Stored data entries
• • • • •

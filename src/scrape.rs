//! Concurrent scraping of discovered endpoints.
//!
//! One task is spawned per endpoint and the coordinator waits for all of them.
//! A failing endpoint is logged and counted but never aborts its siblings or
//! the request.

use std::collections::BTreeMap;
use std::sync::Arc;
use std::time::Duration;

use ahash::AHashMap as HashMap;
use thiserror::Error;
use tokio::sync::Semaphore;
use tokio::task::{self, JoinSet};
use tracing::{debug, error};

use crate::discovery::Endpoint;
use crate::exposition::{self, DecodeError};
use crate::model::MetricFamily;
use crate::telemetry::ProxyMetrics;
use crate::transport::{Fetcher, TransportError, DEFAULT_TIMEOUT};

/// Default sub-path requested from every endpoint.
pub const DEFAULT_METRICS_PATH: &str = "/metrics";

/// Error type for a single endpoint scrape.
#[derive(Debug, Error)]
pub enum ScrapeError {
    #[error(transparent)]
    Transport(#[from] TransportError),

    #[error("failed to decode metrics: {0}")]
    Decode(#[from] DecodeError),
}

/// Outcome of scraping one endpoint.
#[derive(Debug)]
pub enum ScrapeResult {
    Success {
        endpoint: Endpoint,
        families: Vec<MetricFamily>,
    },
    Failure {
        endpoint: Endpoint,
        error: ScrapeError,
    },
}

/// Settings shared by every scrape task.
#[derive(Debug, Clone)]
pub struct ScrapeSettings {
    /// Sub-path requested from each endpoint.
    pub metrics_path: String,
    /// Bound on one endpoint's fetch.
    pub timeout: Duration,
    /// Optional cap on in-flight fetches per request. `None` spawns every
    /// task immediately.
    pub max_concurrent: Option<usize>,
}

impl Default for ScrapeSettings {
    fn default() -> Self {
        Self {
            metrics_path: DEFAULT_METRICS_PATH.to_string(),
            timeout: DEFAULT_TIMEOUT,
            max_concurrent: None,
        }
    }
}

/// Fans out one fetch-and-decode task per endpoint and fans the results in.
pub struct ScrapeCoordinator {
    fetcher: Arc<dyn Fetcher>,
    metrics: Arc<ProxyMetrics>,
    settings: ScrapeSettings,
}

impl ScrapeCoordinator {
    pub fn new(fetcher: Arc<dyn Fetcher>, metrics: Arc<ProxyMetrics>, settings: ScrapeSettings) -> Self {
        Self {
            fetcher,
            metrics,
            settings,
        }
    }

    pub fn settings(&self) -> &ScrapeSettings {
        &self.settings
    }

    /// Scrapes every endpoint and returns once all tasks have finished.
    ///
    /// Results arrive in completion order, which differs between runs.
    pub async fn scrape_all(&self, endpoints: HashMap<String, Endpoint>) -> Vec<ScrapeResult> {
        self.metrics
            .listening_socket_count
            .set(endpoints.len() as i64);

        if endpoints.is_empty() {
            return Vec::new();
        }

        let limiter = self
            .settings
            .max_concurrent
            .map(|permits| Arc::new(Semaphore::new(permits)));

        let mut tasks = JoinSet::new();
        let mut identities: HashMap<task::Id, String> = HashMap::with_capacity(endpoints.len());
        for endpoint in endpoints.into_values() {
            let fetcher = Arc::clone(&self.fetcher);
            let limiter = limiter.clone();
            let path = self.settings.metrics_path.clone();
            let timeout = self.settings.timeout;

            debug!("Scrape job started for {}", endpoint.identity);
            let identity = endpoint.identity.clone();
            let handle = tasks.spawn(async move {
                let _permit = match limiter {
                    Some(limiter) => limiter.acquire_owned().await.ok(),
                    None => None,
                };
                let outcome = scrape_endpoint(fetcher.as_ref(), &endpoint, &path, timeout).await;
                (endpoint, outcome)
            });
            identities.insert(handle.id(), identity);
        }

        let mut results = Vec::with_capacity(tasks.len());
        while let Some(joined) = tasks.join_next().await {
            match joined {
                Ok((endpoint, Ok(families))) => {
                    debug!(
                        "Scrape job finished for {} ({} families)",
                        endpoint.identity,
                        families.len()
                    );
                    results.push(ScrapeResult::Success { endpoint, families });
                }
                Ok((endpoint, Err(error))) => {
                    error!(
                        addr = %endpoint.identity,
                        "Failed to get metrics from one socket: {}", error
                    );
                    self.metrics.scrape_failed_count.inc();
                    results.push(ScrapeResult::Failure { endpoint, error });
                }
                Err(e) => {
                    let addr = identities
                        .get(&e.id())
                        .map(String::as_str)
                        .unwrap_or("unknown");
                    error!(addr = %addr, "Scrape task did not complete: {}", e);
                    self.metrics.scrape_failed_count.inc();
                }
            }
        }

        debug!("All scrape jobs finished");
        results
    }
}

/// Fetches, decodes and tags one endpoint's families.
async fn scrape_endpoint(
    fetcher: &dyn Fetcher,
    endpoint: &Endpoint,
    path: &str,
    timeout: Duration,
) -> Result<Vec<MetricFamily>, ScrapeError> {
    let body = fetcher.fetch(endpoint, path, timeout).await?;
    let families = exposition::decode(&body)?;
    Ok(inject_tags(&endpoint.tags, families))
}

/// Appends the endpoint's tags as labels to every sample.
///
/// Existing labels are left untouched, so a tag sharing a name with a label
/// the endpoint already reported produces two labels of that name.
pub fn inject_tags(
    tags: &BTreeMap<String, String>,
    mut families: Vec<MetricFamily>,
) -> Vec<MetricFamily> {
    if tags.is_empty() {
        return families;
    }

    for family in &mut families {
        for sample in &mut family.samples {
            sample
                .labels
                .extend(tags.iter().map(|(k, v)| (k.clone(), v.clone())));
        }
    }

    families
}

#[cfg(test)]
mod tests {
    use super::*;
    use crate::discovery::SocketNamespace;
    use crate::model::{MetricKind, Sample, SampleValue};
    use async_trait::async_trait;
    use bytes::Bytes;
    use std::time::Instant;

    /// Panics for every endpoint.
    struct PanickingFetcher;

    #[async_trait]
    impl Fetcher for PanickingFetcher {
        async fn fetch(
            &self,
            endpoint: &Endpoint,
            _path: &str,
            _timeout: Duration,
        ) -> Result<Bytes, TransportError> {
            panic!("fetcher crashed on {}", endpoint.identity);
        }
    }

    /// Serves canned payloads keyed by endpoint identity.
    struct CannedFetcher {
        payloads: HashMap<String, &'static str>,
        delay: Duration,
    }

    #[async_trait]
    impl Fetcher for CannedFetcher {
        async fn fetch(
            &self,
            endpoint: &Endpoint,
            _path: &str,
            _timeout: Duration,
        ) -> Result<Bytes, TransportError> {
            tokio::time::sleep(self.delay).await;
            match self.payloads.get(&endpoint.identity) {
                Some(body) => Ok(Bytes::from_static(body.as_bytes())),
                None => Err(TransportError::Connect {
                    addr: endpoint.identity.clone(),
                    source: std::io::Error::from(std::io::ErrorKind::ConnectionRefused),
                }),
            }
        }
    }

    fn endpoint(identity: &str, sandbox: &str) -> Endpoint {
        Endpoint {
            identity: identity.to_string(),
            namespace: SocketNamespace::Abstract,
            tags: BTreeMap::from([("sandbox".to_string(), sandbox.to_string())]),
        }
    }

    fn endpoints(list: Vec<Endpoint>) -> HashMap<String, Endpoint> {
        list.into_iter().map(|e| (e.identity.clone(), e)).collect()
    }

    fn coordinator(
        payloads: Vec<(&str, &'static str)>,
        delay: Duration,
        max_concurrent: Option<usize>,
    ) -> (ScrapeCoordinator, Arc<ProxyMetrics>) {
        let metrics = Arc::new(ProxyMetrics::new().unwrap());
        let fetcher = CannedFetcher {
            payloads: payloads
                .into_iter()
                .map(|(k, v)| (k.to_string(), v))
                .collect(),
            delay,
        };
        let settings = ScrapeSettings {
            max_concurrent,
            ..ScrapeSettings::default()
        };
        (
            ScrapeCoordinator::new(Arc::new(fetcher), Arc::clone(&metrics), settings),
            metrics,
        )
    }

    #[test]
    fn test_inject_tags_appends_after_existing_labels() {
        let family = MetricFamily::new("kata_shim_fds", MetricKind::Gauge).with_sample(
            Sample::scalar(vec![("sandbox".into(), "reported".into())], 3.0),
        );
        let tags = BTreeMap::from([
            ("pod".to_string(), "web".to_string()),
            ("sandbox".to_string(), "abc".to_string()),
        ]);

        let tagged = inject_tags(&tags, vec![family]);
        assert_eq!(
            tagged[0].samples[0].labels,
            vec![
                ("sandbox".to_string(), "reported".to_string()),
                ("pod".to_string(), "web".to_string()),
                ("sandbox".to_string(), "abc".to_string()),
            ]
        );
    }

    #[test]
    fn test_inject_tags_covers_every_sample() {
        let family = MetricFamily::new("latency", MetricKind::Histogram)
            .with_sample(Sample {
                labels: vec![],
                value: SampleValue::Histogram {
                    buckets: vec![],
                    sum: 0.0,
                    count: 0.0,
                },
                timestamp_ms: None,
            })
            .with_sample(Sample {
                labels: vec![("action".into(), "start".into())],
                value: SampleValue::Histogram {
                    buckets: vec![],
                    sum: 0.0,
                    count: 0.0,
                },
                timestamp_ms: None,
            });
        let tags = BTreeMap::from([("sandbox".to_string(), "abc".to_string())]);

        let tagged = inject_tags(&tags, vec![family]);
        for sample in &tagged[0].samples {
            assert_eq!(sample.label("sandbox"), Some("abc"));
        }
    }

    #[tokio::test]
    async fn test_failed_endpoint_is_isolated() {
        let (coordinator, metrics) = coordinator(
            vec![("/b/shim-monitor.sock", "# TYPE kata_shim_fds gauge\nkata_shim_fds 9\n")],
            Duration::ZERO,
            None,
        );

        let results = coordinator
            .scrape_all(endpoints(vec![
                endpoint("/a/shim-monitor.sock", "a"),
                endpoint("/b/shim-monitor.sock", "b"),
            ]))
            .await;

        assert_eq!(results.len(), 2);
        assert_eq!(metrics.scrape_failed_count.get(), 1);
        assert_eq!(metrics.listening_socket_count.get(), 2);

        let success = results
            .iter()
            .find_map(|r| match r {
                ScrapeResult::Success { endpoint, families } => Some((endpoint, families)),
                ScrapeResult::Failure { .. } => None,
            })
            .expect("one endpoint succeeded");
        assert_eq!(success.0.identity, "/b/shim-monitor.sock");
        assert_eq!(success.1[0].samples[0].label("sandbox"), Some("b"));

        assert!(results.iter().any(|r| matches!(
            r,
            ScrapeResult::Failure {
                error: ScrapeError::Transport(TransportError::Connect { .. }),
                ..
            }
        )));
    }

    #[tokio::test]
    async fn test_decode_failure_is_counted() {
        let (coordinator, metrics) =
            coordinator(vec![("/a.sock", "this is { not metrics\n")], Duration::ZERO, None);

        let results = coordinator
            .scrape_all(endpoints(vec![endpoint("/a.sock", "a")]))
            .await;

        assert!(matches!(
            results.as_slice(),
            [ScrapeResult::Failure {
                error: ScrapeError::Decode(_),
                ..
            }]
        ));
        assert_eq!(metrics.scrape_failed_count.get(), 1);
    }

    #[tokio::test]
    async fn test_panicked_task_counts_as_failure() {
        let metrics = Arc::new(ProxyMetrics::new().unwrap());
        let coordinator = ScrapeCoordinator::new(
            Arc::new(PanickingFetcher),
            Arc::clone(&metrics),
            ScrapeSettings::default(),
        );

        let results = coordinator
            .scrape_all(endpoints(vec![
                endpoint("/a.sock", "a"),
                endpoint("/b.sock", "b"),
            ]))
            .await;

        // No result survives a panicked task, but each one is counted.
        assert!(results.is_empty());
        assert_eq!(metrics.scrape_failed_count.get(), 2);
        assert_eq!(metrics.listening_socket_count.get(), 2);
    }

    #[tokio::test]
    async fn test_no_endpoints_resets_gauge() {
        let (coordinator, metrics) = coordinator(vec![], Duration::ZERO, None);
        metrics.listening_socket_count.set(7);

        let results = coordinator.scrape_all(HashMap::new()).await;
        assert!(results.is_empty());
        assert_eq!(metrics.listening_socket_count.get(), 0);
    }

    #[tokio::test]
    async fn test_endpoints_are_scraped_in_parallel() {
        let payloads: Vec<(&str, &'static str)> = vec![
            ("/0.sock", "up 1\n"),
            ("/1.sock", "up 1\n"),
            ("/2.sock", "up 1\n"),
            ("/3.sock", "up 1\n"),
            ("/4.sock", "up 1\n"),
            ("/5.sock", "up 1\n"),
            ("/6.sock", "up 1\n"),
            ("/7.sock", "up 1\n"),
        ];
        let list = payloads
            .iter()
            .map(|(id, _)| endpoint(id, id))
            .collect::<Vec<_>>();
        let (coordinator, _) = coordinator(payloads, Duration::from_millis(200), None);

        let start = Instant::now();
        let results = coordinator.scrape_all(endpoints(list)).await;

        assert_eq!(results.len(), 8);
        assert!(
            start.elapsed() < Duration::from_millis(1200),
            "scrapes ran sequentially: {:?}",
            start.elapsed()
        );
    }

    #[tokio::test]
    async fn test_concurrency_cap_serializes_fetches() {
        let payloads: Vec<(&str, &'static str)> =
            vec![("/0.sock", "up 1\n"), ("/1.sock", "up 1\n"), ("/2.sock", "up 1\n")];
        let list = payloads
            .iter()
            .map(|(id, _)| endpoint(id, id))
            .collect::<Vec<_>>();
        let (coordinator, _) = coordinator(payloads, Duration::from_millis(100), Some(1));

        let start = Instant::now();
        let results = coordinator.scrape_all(endpoints(list)).await;

        assert_eq!(results.len(), 3);
        assert!(start.elapsed() >= Duration::from_millis(300));
    }
}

• • • • •

Required work —
Wherever the string "PanickingFetcher" shows up in a line of the records, count that line once. Report the total alone.

Written response —
3